Ieder zal naar eigen vermogen iets ten geschenke geven, of anderen die iets bezitten er toe aansporen. Het resultaat zal dan verrassend zijn. Het behoeft niet per se te gaan op de wijze als te Delft, waar baronesse J.G.L. van Boetselaer korts aan de gemeente niet minder dan dertien familieportretten van Hugo de Groot en een wapenkamer in lijst ter plaatsing in het gemeentemuseum aanbood, welke schenkingen natuurlijk in dank door den Raad aanvaard werden. Hoewel, er zijn hier ook nog wel familiestukken, die 'n museum tot sieraad kunnen strekken en tot eere der familie zullen zijn, als zij der openbaarheid prijs gegeven worden en niet in den engen familiekring besloten blijven, als ook anderen gaan weten, wat die mannen voor de gemeenschap te beteekenen gehad hebben.

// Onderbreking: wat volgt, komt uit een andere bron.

//! State of one waterfall view: the span tree plus everything the user toggled on it.

use std::collections::{BTreeMap, HashSet};

use tracing::debug;

use crate::bounds::{BoundsGenerator, TraceBounds, ViewWindow};
use crate::error::{FetchError, TraceError};
use crate::fetch::EventTraceFetcher;
use crate::filter::{OperationNameFilter, SpanSearch};
use crate::persistent::ViewSettings;
use crate::span_tree::{
    FetchTicket, NodePath, SpanKey, SpanTreeNode, ToggleAction, TraceBoundsListener,
};
use crate::spans_list::{EnhancedProcessedSpan, SiblingGrouping, SpansListParams};
use crate::trace::ParsedTrace;
use crate::types::TraceEvent;

/// Bounds of the loaded trace and of every expanded embedded transaction, keyed by the span the
/// transaction is embedded under.
#[derive(Debug, Clone, PartialEq)]
pub struct TraceBoundsRegistry {
    base: TraceBounds,
    embedded: BTreeMap<SpanKey, TraceBounds>,
}

impl TraceBoundsRegistry {
    pub fn new(base: TraceBounds) -> TraceBoundsRegistry {
        TraceBoundsRegistry {
            base,
            embedded: BTreeMap::new(),
        }
    }

    /// Number of expanded nodes contributing bounds.
    pub fn num_embedded(&self) -> usize {
        self.embedded.len()
    }

    pub fn trace_bounds(&self) -> TraceBounds {
        self.embedded
            .values()
            .fold(self.base, |bounds, embedded| bounds.union(embedded))
    }
}

impl TraceBoundsListener for TraceBoundsRegistry {
    fn add_trace_bounds(&mut self, key: &SpanKey, bounds: TraceBounds) {
        self.embedded.insert(key.clone(), bounds);
    }

    fn remove_trace_bounds(&mut self, key: &SpanKey) {
        self.embedded.remove(key);
    }
}

#[derive(Debug, Clone)]
pub struct WaterfallModel {
    pub root: SpanTreeNode,
    bounds_registry: TraceBoundsRegistry,
    view_window: ViewWindow,
    operation_name_filter: OperationNameFilter,
    search: Option<SpanSearch>,
    hidden_span_sub_trees: HashSet<String>,
    settings: ViewSettings,
}

impl WaterfallModel {
    pub fn from_event(event: &TraceEvent, settings: ViewSettings) -> Result<Self, TraceError> {
        let parsed_trace = ParsedTrace::from_event(event)?;
        Ok(Self::from_parsed_trace(&parsed_trace, settings))
    }

    pub fn from_parsed_trace(parsed_trace: &ParsedTrace, settings: ViewSettings) -> Self {
        WaterfallModel {
            root: SpanTreeNode::build(parsed_trace),
            bounds_registry: TraceBoundsRegistry::new(parsed_trace.trace_bounds),
            view_window: ViewWindow::default(),
            operation_name_filter: OperationNameFilter::NoFilter,
            search: None,
            hidden_span_sub_trees: HashSet::new(),
            settings,
        }
    }

    /// Time range of the trace including expanded embedded transactions.
    pub fn trace_bounds(&self) -> TraceBounds {
        self.bounds_registry.trace_bounds()
    }

    pub fn bounds_registry(&self) -> &TraceBoundsRegistry {
        &self.bounds_registry
    }

    pub fn bounds_generator(&self) -> BoundsGenerator {
        BoundsGenerator::new(self.trace_bounds(), self.view_window)
    }

    pub fn spans_list(&self) -> Vec<EnhancedProcessedSpan> {
        let generate_bounds = self.bounds_generator();
        let params = SpansListParams {
            operation_name_filter: &self.operation_name_filter,
            search: self.search.as_ref(),
            generate_bounds: &generate_bounds,
            hidden_span_sub_trees: &self.hidden_span_sub_trees,
            grouping: SiblingGrouping {
                min_group_size: self.settings.min_sibling_group_size,
            },
            gap_threshold: self.settings.gap_threshold,
        };
        self.root.get_spans_list(&params)
    }

    pub fn view_window(&self) -> ViewWindow {
        self.view_window
    }

    pub fn set_view_window(&mut self, view_window: ViewWindow) {
        self.view_window = view_window;
    }

    pub fn operation_name_filter(&self) -> &OperationNameFilter {
        &self.operation_name_filter
    }

    pub fn set_operation_name_filter(&mut self, filter: OperationNameFilter) {
        self.operation_name_filter = filter;
    }

    pub fn toggle_operation_filter(&mut self, operation: &str) {
        self.operation_name_filter.toggle(operation);
    }

    /// Apply a saved filter preset by name. Returns false if there is no such preset.
    pub fn apply_filter_preset(&mut self, name: &str) -> bool {
        let Some(preset) = self
            .settings
            .filter_presets
            .iter()
            .find(|preset| preset.name == name)
        else {
            return false;
        };
        self.operation_name_filter =
            OperationNameFilter::from_operations(preset.operations.iter().cloned());
        true
    }

    /// An empty query clears the search.
    pub fn set_search(&mut self, query: &str) -> Result<(), regex::Error> {
        self.search = if query.trim().is_empty() {
            None
        } else {
            Some(SpanSearch::new(query)?)
        };
        Ok(())
    }

    /// Returns whether the subtree is hidden now.
    pub fn toggle_span_sub_tree(&mut self, span_id: &str) -> bool {
        if self.hidden_span_sub_trees.remove(span_id) {
            false
        } else {
            self.hidden_span_sub_trees.insert(span_id.to_string());
            true
        }
    }

    /// Returns whether the group is expanded now, `None` if the path leads nowhere.
    pub fn toggle_sibling_group(&mut self, parent_path: &NodePath, group_id: &str) -> Option<bool> {
        let node = self.root.find_node_mut(parent_path)?;
        Some(node.toggle_sibling_group(group_id))
    }

    pub fn begin_toggle_embedded_children(&mut self, path: &NodePath) -> Option<ToggleAction> {
        let node = self.root.find_node_mut(path)?;
        Some(node.begin_toggle_embedded_children(&mut self.bounds_registry))
    }

    pub fn complete_embedded_fetch(
        &mut self,
        path: &NodePath,
        ticket: FetchTicket,
        result: Result<Vec<TraceEvent>, FetchError>,
    ) -> bool {
        let Some(node) = self.root.find_node_mut(path) else {
            debug!(?path, "node of the embedded fetch is gone");
            return false;
        };
        node.complete_embedded_fetch(ticket, result, &mut self.bounds_registry)
    }

    pub async fn toggle_embedded_children<F>(
        &mut self,
        path: &NodePath,
        org_slug: &str,
        event_slugs: &[String],
        fetcher: &F,
    ) -> Option<ToggleAction>
    where
        F: EventTraceFetcher + ?Sized,
    {
        let node = self.root.find_node_mut(path)?;
        Some(
            node.toggle_embedded_children(
                org_slug,
                event_slugs,
                fetcher,
                &mut self.bounds_registry,
            )
            .await,
        )
    }
}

In twee vroegere opstellen heb ik namen van verdienstelijke Tilburgers genoemd en eveneens voorwerpen aangeduid, die in een museum thuis hooren.

We zullen nog wel eens in de gelegenheid zijn een en ander te herhalen en het dan ook doen. Want eerst moet de idee vast staan, dat we tot 'n museum kunnen en moeten geraken. Nu de Raad besloot tot het in het leven roepen van een museum-commissie is in ieder geval de eerste stap gezet en zal het Gemeentebestuur wel zorgen dat er voortgewerkt wordt. Middelerwijl zal voor en na de pers het museum nog wel ter sprake brengen, zoodat voldoende gelegenheid tot nadere belichting komt.